February 24, 2019 0 Comments

The prompt for today: Draw as detailed a map of your heart as you can.

For whatever reason, conjuring the map of my heart, the physical construct of it, eludes. It’s probably because I am the most pitiful of artists. This is not false modesty. Ask anyone who has played Pictionary with me and they will attest. If I could manage a steady hand and draw my love chamber, I’d choose a delightfully fat pink marker. Let’s make it a Mr. Sketch that smells like watermelon.

But if I can’t sketch her, how will I possibly satisfy this prompt?

“all that we dress our hearts in”

I read this line in the “about this” epilogue for a poem entitled Hon or We have both traveled from the other side of some hill, one side of which we may wish we could forget. This title is most certainly testimony that one can do whatever one likes in the world of writer poet.

So. How might my glorious ticker be dressed?

She’d be wearing a crown of course, adored and adorned. She’s the queen bee, without whom the entire operation goes kaput. No dainty tiara for her. Think Queen Elizabeth in the Imperial State Crown at the opening of Parliament! White ermine fur for comfort, purple velvet poof, arches of brilliant diamonds, appliques of emerald, sapphire and pearl. The grandeur is befitting a heart that loves with such power and ancestral knowing. Love with a capital L. Bawdy and effusive, a tell it like it is, make a fool of yourself, shout it from the mountain tops kind of love. A love for her people, yes of course. But also of oceans and sky, prose and poetry, the smell of lilacs and baking bread. Buckets and buckets of all kinds of scrumptiousness.
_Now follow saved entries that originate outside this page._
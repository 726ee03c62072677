//! Client-level error taxonomy shared by the store, transport, refresh, and failover layers.

// self
use crate::{_prelude::*, auth::Principal};

/// Client-wide result type alias returning [`Error`] by default.
pub type Result<T, E = Error> = std::result::Result<T, E>;

type BoxError = Box<dyn std::error::Error + Send + Sync>;

/// Canonical client error exposed by public APIs.
///
/// Recoverable variants ([`Error::Connectivity`], [`Error::AuthExpired`]) are handled inside
/// the client and only reach callers wrapped in [`Error::Exhausted`] or once recovery itself
/// failed. Everything else is terminal.
#[derive(Debug, ThisError)]
pub enum Error {
	/// Storage-layer failure.
	#[error("{0}")]
	Storage(
		#[from]
		#[source]
		crate::store::StoreError,
	),
	/// Local configuration problem.
	#[error(transparent)]
	Config(#[from] ConfigError),
	/// Transport failure before any HTTP response arrived (DNS, refused, reset, timeout).
	#[error(transparent)]
	Connectivity(#[from] TransportError),

	/// Backend rejected the bearer token; recoverable once through a refresh.
	#[error("Backend rejected the access token with HTTP 401.")]
	AuthExpired,
	/// Credential could not be recovered; the caller must re-authenticate.
	#[error("Re-authentication required: {reason}.")]
	AuthRejected {
		/// Principal whose credential was rejected, when one was active.
		principal: Option<Principal>,
		/// Client- or backend-supplied reason string.
		reason: String,
	},
	/// Backend refused access to the resource (HTTP 403 or 404).
	#[error("Backend refused the resource with HTTP {status}.")]
	Resource {
		/// HTTP status code returned by the backend.
		status: u16,
		/// Truncated response body, when one was returned.
		body: Option<String>,
	},
	/// Backend answered with an HTTP error that has no recovery path.
	#[error("Backend returned HTTP {status}.")]
	UnexpectedStatus {
		/// HTTP status code returned by the backend.
		status: u16,
		/// Truncated response body, when one was returned.
		body: Option<String>,
	},
	/// Every candidate endpoint failed within the retry budget.
	#[error("All candidate endpoints failed after {attempts} attempts.")]
	Exhausted {
		/// Number of attempts performed before giving up.
		attempts: usize,
		/// Last failure observed, kept for diagnostics.
		#[source]
		last: Box<Error>,
	},
	/// Response body could not be decoded into the requested type.
	#[error("Backend returned a body that could not be decoded.")]
	Decode {
		/// Structured parsing failure.
		#[source]
		source: serde_path_to_error::Error<serde_json::Error>,
		/// HTTP status code of the decoded response.
		status: u16,
	},
}
impl Error {
	/// Builds [`Error::AuthRejected`], dropping trailing periods the message template adds.
	pub fn auth_rejected(principal: Option<Principal>, reason: impl Into<String>) -> Self {
		let mut reason = reason.into();
		let kept = reason.trim_end_matches('.').len();

		reason.truncate(kept);

		Self::AuthRejected { principal, reason }
	}

	/// Returns `true` for failures that happened before the backend produced a response.
	pub fn is_connectivity(&self) -> bool {
		matches!(self, Self::Connectivity(_))
	}

	/// Returns `true` when the caller must sign in again.
	pub fn requires_reauthentication(&self) -> bool {
		matches!(self, Self::AuthRejected { .. })
	}

	/// HTTP status code attached to the failure, if the backend answered.
	pub fn status(&self) -> Option<u16> {
		match self {
			Self::AuthExpired => Some(401),
			Self::Resource { status, .. }
			| Self::UnexpectedStatus { status, .. }
			| Self::Decode { status, .. } => Some(*status),
			Self::Exhausted { last, .. } => last.status(),
			_ => None,
		}
	}
}

/// Configuration and validation failures raised by the client.
#[derive(Debug, ThisError)]
pub enum ConfigError {
	/// HTTP client could not be constructed.
	#[error("HTTP client could not be constructed.")]
	HttpClientBuild {
		/// Underlying transport builder failure.
		#[source]
		source: BoxError,
	},
	/// HTTP request construction failed.
	#[error(transparent)]
	HttpRequest(#[from] ::http::Error),
	/// Request body could not be serialized.
	#[error("Request body could not be serialized.")]
	Serialize(#[source] serde_json::Error),

	/// No candidate endpoint was configured.
	#[error("At least one candidate endpoint is required.")]
	NoCandidates,
	/// A configured endpoint cannot be parsed.
	#[error("Endpoint `{value}` is not a valid URL.")]
	InvalidEndpoint {
		/// Raw value that failed to parse.
		value: String,
		/// Underlying parsing failure.
		#[source]
		source: url::ParseError,
	},
	/// Endpoint cannot serve as a base address.
	#[error("Endpoint `{endpoint}` cannot be used as a base address.")]
	NotABase {
		/// Offending endpoint.
		endpoint: String,
	},
	/// The designated default endpoint is not part of the candidate list.
	#[error("Default endpoint `{endpoint}` is not a configured candidate.")]
	DefaultNotCandidate {
		/// Offending endpoint.
		endpoint: String,
	},
	/// Outbound calls need a finite, non-zero timeout.
	#[error("The request timeout must be greater than zero.")]
	ZeroTimeout,
	/// Required environment variable is missing.
	#[error("Environment variable `{name}` is not set.")]
	MissingVariable {
		/// Variable name.
		name: &'static str,
	},
	/// Environment variable holds an unusable value.
	#[error("Environment variable `{name}` has an invalid value: {value}.")]
	InvalidVariable {
		/// Variable name.
		name: &'static str,
		/// Raw value that failed validation.
		value: String,
	},
}
impl ConfigError {
	/// Wraps a transport's builder failure inside [`ConfigError`].
	pub fn http_client_build(src: impl 'static + Send + Sync + std::error::Error) -> Self {
		Self::HttpClientBuild { source: Box::new(src) }
	}
}
#[cfg(feature = "reqwest")]
impl From<ReqwestError> for ConfigError {
	fn from(e: ReqwestError) -> Self {
		Self::http_client_build(e)
	}
}

/// Transport-level failures (network, IO, timeouts).
#[derive(Debug, ThisError)]
pub enum TransportError {
	/// Attempt did not complete within the per-call timeout.
	#[error("Request timed out before the backend responded.")]
	Timeout {
		/// Timeout that elapsed, when the client enforced it.
		after: Option<StdDuration>,
	},
	/// Underlying HTTP client reported a network failure.
	#[error("Network error occurred while calling the backend.")]
	Network {
		/// Transport-specific network error.
		#[source]
		source: BoxError,
	},
	/// Underlying IO failure surfaced during transport.
	#[error("I/O error occurred while calling the backend.")]
	Io(#[from] std::io::Error),
}
impl TransportError {
	/// Wraps a transport-specific network error.
	pub fn network(src: impl 'static + Send + Sync + std::error::Error) -> Self {
		Self::Network { source: Box::new(src) }
	}

	/// Returns `true` if the failure was a timeout.
	pub fn is_timeout(&self) -> bool {
		matches!(self, Self::Timeout { .. })
	}
}
#[cfg(feature = "reqwest")]
impl From<ReqwestError> for TransportError {
	fn from(e: ReqwestError) -> Self {
		if e.is_timeout() { Self::Timeout { after: None } } else { Self::network(e) }
	}
}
There, draped around her upper chambers is a sensible cardigan, of soft cotton and dark blue, for this heart of mine can run cold. All that braying, the prancing about with fiery heart exposed to a hurting world, inevitably wounds. These tender bits a betrayal to the formidable myocardium and all its unsentimental pumping. Sometimes, though, I take my sweater off and lend it to another, to someone deprived of love, or lonely, or grieving. Strangely, the heart thrills in this nakedness and expands like the Grinch’s on Christmas morning in Whoville.